宇宙を巻く特別なねじは、小さいけれど、とてつもなく重い。僕は手を開いてマリーにねじを差し出した。思いつく一番の、明るくて楽しい笑顔で。
「時計のねじを盗んだのは、本当は僕だったんだ……だから、このねじはマリーに返すよ」
震える手から落ちた弓が、床に倒れる音がした。僕は今、昨日よりひどいことを言っているのかもしれない。さっきまでバイオリンを弾いていたのが嘘みたいに、マリーの手は冷えきっている。僕は右手でマリーの手を裏返し、宇宙のねじをそっと握らせた。
「違う、そんなの違うわ……」
弱々しくつぶやいて、マリーは小さく首を振ったけれど、けっして手を振りほどこうとはしない。マリーがここで演奏したのは、受け取るしかないことをどこかで分かっていたからだ。そしてマリーは、それを一番怖がっている。
「でも、だから、聞いて。僕――」
怖くない。本当は、それは何も怖いことじゃないんだ。震える手にねじを握らせて、それから僕はマリーの目を見つめた。星明かりにきらきら光る青い瞳に届くように。声にしっかり力を込めて、僕は約束した。

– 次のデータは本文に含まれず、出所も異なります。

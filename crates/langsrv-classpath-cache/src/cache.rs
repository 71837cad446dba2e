//! The reference-counted classpath-scan cache.

use crate::key::{canonical_urls, classpath_key};
use crate::scanner::{ClasspathScanner, ScanResult};
use langsrv_error::{CoreError, CoreResult};
use parking_lot::Mutex;
use std::collections::{HashMap, HashSet};
use std::path::{Path, PathBuf};
use std::sync::Arc;

struct Entry {
    scan: Arc<ScanResult>,
    url_set: HashSet<PathBuf>,
    refcount: usize,
}

/// A handle to a (possibly shared) classpath scan. Every `acquire` must
/// be paired with a [`ClasspathScanCache::release`] of the handle it
/// returned.
#[derive(Clone)]
pub struct ScanHandle {
    pub key: String,
    pub scan: Arc<ScanResult>,
    /// `Some(paths)` when this scan was reused from a broader classpath
    /// than the requester's own — downstream symbol lookups must filter
    /// to these paths (plus runtime symbols) so they don't leak another
    /// scope's classes into this one.
    pub own_files: Option<HashSet<PathBuf>>,
}

/// Process-wide cache of external classpath scans, reused across scopes
/// whose classpaths are identical, one a superset of the other, or
/// sufficiently overlapping.
pub struct ClasspathScanCache {
    entries: Mutex<HashMap<String, Entry>>,
    cache_dir: Option<PathBuf>,
    persist_to_disk: bool,
    overlap_threshold: f64,
}

impl ClasspathScanCache {
    pub fn new(cache_dir: Option<PathBuf>, persist_to_disk: bool, overlap_threshold: f64) -> Self {
        Self { entries: Mutex::new(HashMap::new()), cache_dir, persist_to_disk, overlap_threshold }
    }

    /// `<user cache dir>/.<product>/cache/classgraph/`.
    pub fn default_cache_dir(product: &str) -> Option<PathBuf> {
        dirs::cache_dir().map(|base| base.join(format!(".{product}")).join("cache").join("classgraph"))
    }

    pub fn acquire(&self, urls: &[PathBuf], scanner: &dyn ClasspathScanner) -> CoreResult<ScanHandle> {
        let requested_set: HashSet<PathBuf> = canonical_urls(urls).into_iter().collect();
        let key = classpath_key(urls);

        {
            let mut entries = self.entries.lock();

            if let Some(entry) = entries.get_mut(&key) {
                entry.refcount += 1;
                return Ok(ScanHandle { key, scan: entry.scan.clone(), own_files: None });
            }

            let superset_key = entries
                .iter()
                .find(|(_, e)| e.url_set.len() > requested_set.len() && requested_set.is_subset(&e.url_set))
                .map(|(k, _)| k.clone());
            if let Some(found) = superset_key {
                if let Some(entry) = entries.get_mut(&found) {
                    entry.refcount += 1;
                    return Ok(ScanHandle { key: found, scan: entry.scan.clone(), own_files: Some(requested_set) });
                }
            }

            if !requested_set.is_empty() {
                let best = entries
                    .iter()
                    .map(|(k, e)| {
                        let overlap = requested_set.intersection(&e.url_set).count();
                        (k.clone(), overlap as f64 / requested_set.len() as f64)
                    })
                    .max_by(|a, b| a.1.total_cmp(&b.1));
                if let Some((found, ratio)) = best {
                    if ratio >= self.overlap_threshold {
                        if let Some(entry) = entries.get_mut(&found) {
                            entry.refcount += 1;
                            return Ok(ScanHandle { key: found, scan: entry.scan.clone(), own_files: Some(requested_set) });
                        }
                    }
                }
            }
        }

        // Scanning can hit disk or spawn an external process; never do it
        // while holding the cache's own lock.
        let scan = self.load_or_scan(&key, &requested_set, scanner)?;

        let mut entries = self.entries.lock();
        if let Some(entry) = entries.get_mut(&key) {
            // Another acquire raced us to the same miss; join it instead
            // of overwriting its (identical) scan.
            entry.refcount += 1;
            return Ok(ScanHandle { key, scan: entry.scan.clone(), own_files: None });
        }
        entries.insert(key.clone(), Entry { scan: scan.clone(), url_set: requested_set, refcount: 1 });
        Ok(ScanHandle { key, scan, own_files: None })
    }

    pub fn release(&self, handle: &ScanHandle) {
        let mut entries = self.entries.lock();
        if let Some(entry) = entries.get_mut(&handle.key) {
            entry.refcount = entry.refcount.saturating_sub(1);
            if entry.refcount == 0 {
                entries.remove(&handle.key);
            }
        }
    }

    /// Drops every cached scan whose classpath contains a path under
    /// `project_root`, and deletes their disk-persisted copies.
    pub fn invalidate_under(&self, project_root: &Path) {
        let mut entries = self.entries.lock();
        let stale: Vec<String> =
            entries.iter().filter(|(_, e)| e.url_set.iter().any(|p| p.starts_with(project_root))).map(|(k, _)| k.clone()).collect();
        for key in &stale {
            entries.remove(key);
        }
        drop(entries);

        if self.persist_to_disk {
            for key in &stale {
                if let Some(path) = self.disk_path(key) {
                    let _ = std::fs::remove_file(path);
                }
            }
        }
    }

    pub fn refcount(&self, key: &str) -> usize {
        self.entries.lock().get(key).map(|e| e.refcount).unwrap_or(0)
    }

    fn disk_path(&self, key: &str) -> Option<PathBuf> {
        self.cache_dir.as_ref().map(|dir| dir.join(format!("{key}.json")))
    }

    fn load_or_scan(&self, key: &str, requested: &HashSet<PathBuf>, scanner: &dyn ClasspathScanner) -> CoreResult<Arc<ScanResult>> {
        if self.persist_to_disk {
            if let Some(path) = self.disk_path(key) {
                match std::fs::read(&path) {
                    Ok(bytes) => match serde_json::from_slice::<ScanResult>(&bytes) {
                        Ok(result) => return Ok(Arc::new(result)),
                        Err(err) => {
                            tracing::warn!(classpath_key = key, error = %err, "corrupt classpath cache entry, discarding");
                            let _ = std::fs::remove_file(&path);
                        }
                    },
                    Err(err) if err.kind() == std::io::ErrorKind::NotFound => {}
                    Err(err) => return Err(CoreError::io(path, err)),
                }
            }
        }

        let urls: Vec<PathBuf> = requested.iter().cloned().collect();
        let result = scanner.scan(&urls)?;

        if self.persist_to_disk {
            if let Some(path) = self.disk_path(key) {
                if let Err(err) = write_atomic(&path, &result) {
                    tracing::warn!(classpath_key = key, error = %err, "failed to persist classpath cache entry");
                }
            }
        }

        Ok(Arc::new(result))
    }
}

fn write_atomic(path: &Path, value: &ScanResult) -> std::io::Result<()> {
    if let Some(parent) = path.parent() {
        std::fs::create_dir_all(parent)?;
    }
    let tmp_path = path.with_extension("json.tmp");
    let bytes = serde_json::to_vec(value).map_err(std::io::Error::other)?;
    std::fs::write(&tmp_path, bytes)?;
    std::fs::rename(&tmp_path, path)
}

#[cfg(test)]
mod tests {
    use super::*;
    use crate::scanner::{ClasspathSymbol, SymbolKind};
    use std::sync::atomic::{AtomicUsize, Ordering};

    struct CountingScanner {
        calls: AtomicUsize,
    }

    impl ClasspathScanner for CountingScanner {
        fn scan(&self, urls: &[PathBuf]) -> CoreResult<ScanResult> {
            self.calls.fetch_add(1, Ordering::SeqCst);
            Ok(ScanResult {
                symbols: urls
                    .iter()
                    .map(|p| ClasspathSymbol {
                        simple_name: "Foo".to_string(),
                        qualified_name: "pkg.Foo".to_string(),
                        package: "pkg".to_string(),
                        kind: SymbolKind::Class,
                        owning_path: Some(p.clone()),
                    })
                    .collect(),
            })
        }
    }

    #[test]
    fn exact_hit_reuses_scan_without_rescanning() {
        let cache = ClasspathScanCache::new(None, false, 0.9);
        let scanner = CountingScanner { calls: AtomicUsize::new(0) };
        let urls = vec![PathBuf::from("/a"), PathBuf::from("/b")];

        let h1 = cache.acquire(&urls, &scanner).unwrap();
        let h2 = cache.acquire(&urls, &scanner).unwrap();
        assert_eq!(h1.key, h2.key);
        assert!(h2.own_files.is_none());
        assert_eq!(scanner.calls.load(Ordering::SeqCst), 1);
        assert_eq!(cache.refcount(&h1.key), 2);
    }

    #[test]
    fn superset_hit_reuses_with_own_files_filter() {
        let cache = ClasspathScanCache::new(None, false, 0.9);
        let scanner = CountingScanner { calls: AtomicUsize::new(0) };
        let wide = vec![PathBuf::from("/a"), PathBuf::from("/b"), PathBuf::from("/c")];
        let narrow = vec![PathBuf::from("/a"), PathBuf::from("/b")];

        cache.acquire(&wide, &scanner).unwrap();
        let handle = cache.acquire(&narrow, &scanner).unwrap();
        assert_eq!(scanner.calls.load(Ordering::SeqCst), 1, "superset hit avoids a second scan");
        assert!(handle.own_files.is_some());
    }

    #[test]
    fn overlap_below_threshold_forces_a_rescan() {
        let cache = ClasspathScanCache::new(None, false, 0.90);
        let scanner = CountingScanner { calls: AtomicUsize::new(0) };
        let a = vec![PathBuf::from("/a"), PathBuf::from("/b")];
        let mostly_different = vec![PathBuf::from("/c"), PathBuf::from("/d"), PathBuf::from("/e")];

        cache.acquire(&a, &scanner).unwrap();
        cache.acquire(&mostly_different, &scanner).unwrap();
        assert_eq!(scanner.calls.load(Ordering::SeqCst), 2);
    }

    #[test]
    fn release_evicts_at_zero_refcount() {
        let cache = ClasspathScanCache::new(None, false, 0.9);
        let scanner = CountingScanner { calls: AtomicUsize::new(0) };
        let urls = vec![PathBuf::from("/a")];
        let handle = cache.acquire(&urls, &scanner).unwrap();
        assert_eq!(cache.refcount(&handle.key), 1);
        cache.release(&handle);
        assert_eq!(cache.refcount(&handle.key), 0);
    }

    #[test]
    fn disk_persistence_round_trips_and_avoids_rescanning_after_eviction() {
        let dir = tempfile::tempdir().unwrap();
        let cache = ClasspathScanCache::new(Some(dir.path().to_path_buf()), true, 0.9);
        let scanner = CountingScanner { calls: AtomicUsize::new(0) };
        let urls = vec![PathBuf::from("/a")];

        let h1 = cache.acquire(&urls, &scanner).unwrap();
        cache.release(&h1);
        assert_eq!(cache.refcount(&h1.key), 0);

        let h2 = cache.acquire(&urls, &scanner).unwrap();
        assert_eq!(scanner.calls.load(Ordering::SeqCst), 1, "second acquire reads the persisted scan instead of rescanning");
        assert_eq!(h1.key, h2.key);
    }

    #[test]
    fn corrupt_disk_cache_is_discarded_and_treated_as_a_miss() {
        let dir = tempfile::tempdir().unwrap();
        let cache = ClasspathScanCache::new(Some(dir.path().to_path_buf()), true, 0.9);
        let scanner = CountingScanner { calls: AtomicUsize::new(0) };
        let urls = vec![PathBuf::from("/a")];
        let key = classpath_key(&urls);
        std::fs::create_dir_all(dir.path()).unwrap();
        std::fs::write(dir.path().join(format!("{key}.json")), b"not json").unwrap();

        let handle = cache.acquire(&urls, &scanner).unwrap();
        assert_eq!(scanner.calls.load(Ordering::SeqCst), 1);
        assert!(!handle.scan.symbols.is_empty());
    }

    #[test]
    fn invalidate_under_drops_matching_entries() {
        let cache = ClasspathScanCache::new(None, false, 0.9);
        let scanner = CountingScanner { calls: AtomicUsize::new(0) };
        let urls = vec![PathBuf::from("/project/lib/a.jar")];
        let handle = cache.acquire(&urls, &scanner).unwrap();
        cache.invalidate_under(Path::new("/project"));
        assert_eq!(cache.refcount(&handle.key), 0);
    }
}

「僕、必ずマリーを見つけるよ。地球の裏側に隠れたって、必ずマリーを見つけて見せる。だから――」
泣いちゃだめだ。泣いたら、ただの強がりになってしまう。僕は必死にこらえたけれども、流れるものを止めることは誰にだってできやしない。目にたまった熱い涙がとうとう溢れてしまいそうになったとき、マリーが急に近づいた。
「ありがとう」
背中を静かに締め付けるマリーの長い腕からは、強い熱が伝わってくる。マリーの肩に顔が埋まってなんだかカッコ悪いけど、僕は構わず抱き返し、マリーの熱を確かめた。僕はこの熱を、絶対に忘れない。10年たっても、20年たっても、この熱を覚えていれば、必ずマリーの居場所を教えてくれる。
「……ありがとう、マリー」
友達になってくれて。いろんな曲を弾いてくれて。あの日、真昼の交差点にいてくれて、本当に、ありがとう。星たちが広い夜空に溶けていくのを眺めながら、大きな涙がいくつもいくつも首筋を流れていくのを、僕はずっと数えていた。
「ケースケ、でもね……やっぱりこのねじは、私のものじゃないわ」
小さくしゃくりあげながら、マリーはゆっくり話し出した。
「私のねじはきっと、初めからケースケが持ってたの……だから、私、このねじはいらない」
元の場所に、返しに行くわ。マリーはそっと僕から離れ、バイオリンをケースにしまった。本当に僕は何か、マリーの力になれたんだろうか。それがいつ、どこのことだったのか、さっぱり分からないけれど、それでマリーが進めるなら、僕はいつでもねじをまくよ。立ち上がったマリーの手をとり、暗くて長い階段を、僕はまた手探りで進みだした。